START PROVIDED RECORDS

#![no_main]

use libfuzzer_sys::fuzz_target;
use wbs_diagram::{DiagramEngine, EngineConfig};
use wbs_parser::parse;

fuzz_target!(|data: &[u8]| {
    let Ok(text) = std::str::from_utf8(data) else {
        return;
    };
    let Ok(mut engine) = DiagramEngine::new(parse(text).tree, EngineConfig::default()) else {
        return;
    };
    let ids: Vec<String> = engine.elements().nodes.iter().map(|node| node.id.clone()).collect();
    // Two history entries per id at most; stay under the default capacity.
    for id in ids.iter().take(40) {
        engine.toggle_collapse(id);
        engine.auto_fit(id);
    }
    if let Some(first) = ids.first() {
        engine.begin_drag(first);
        engine.drag_by(17.0, -23.0);
        engine.end_drag();
    }
    let frame = engine.render_frame();
    assert!(frame.nodes.len() <= ids.len());
    while engine.undo() {}
    assert!(engine.render_frame().nodes.len() == ids.len());
});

END PROVIDED RECORDS

[ACTIVITY] Could the data above be returned exactly as it stands?

[RESULT FOR THIS TASK]
#![no_main]

use libfuzzer_sys::fuzz_target;
use wbs_diagram::{DiagramEngine, EngineConfig};
use wbs_parser::parse;

fuzz_target!(|data: &[u8]| {
    let Ok(text) = std::str::from_utf8(data) else {
        return;
    };
    let Ok(mut engine) = DiagramEngine::new(parse(text).tree, EngineConfig::default()) else {
        return;
    };
    let ids: Vec<String> = engine.elements().nodes.iter().map(|node| node.id.clone()).collect();
    // Two history entries per id at most; stay under the default capacity.
    for id in ids.iter().take(40) {
        engine.toggle_collapse(id);
        engine.auto_fit(id);
    }
    if let Some(first) = ids.first() {
        engine.begin_drag(first);
        engine.drag_by(17.0, -23.0);
        engine.end_drag();
    }
    let frame = engine.render_frame();
    assert!(frame.nodes.len() <= ids.len());
    while engine.undo() {}
    assert!(engine.render_frame().nodes.len() == ids.len());
});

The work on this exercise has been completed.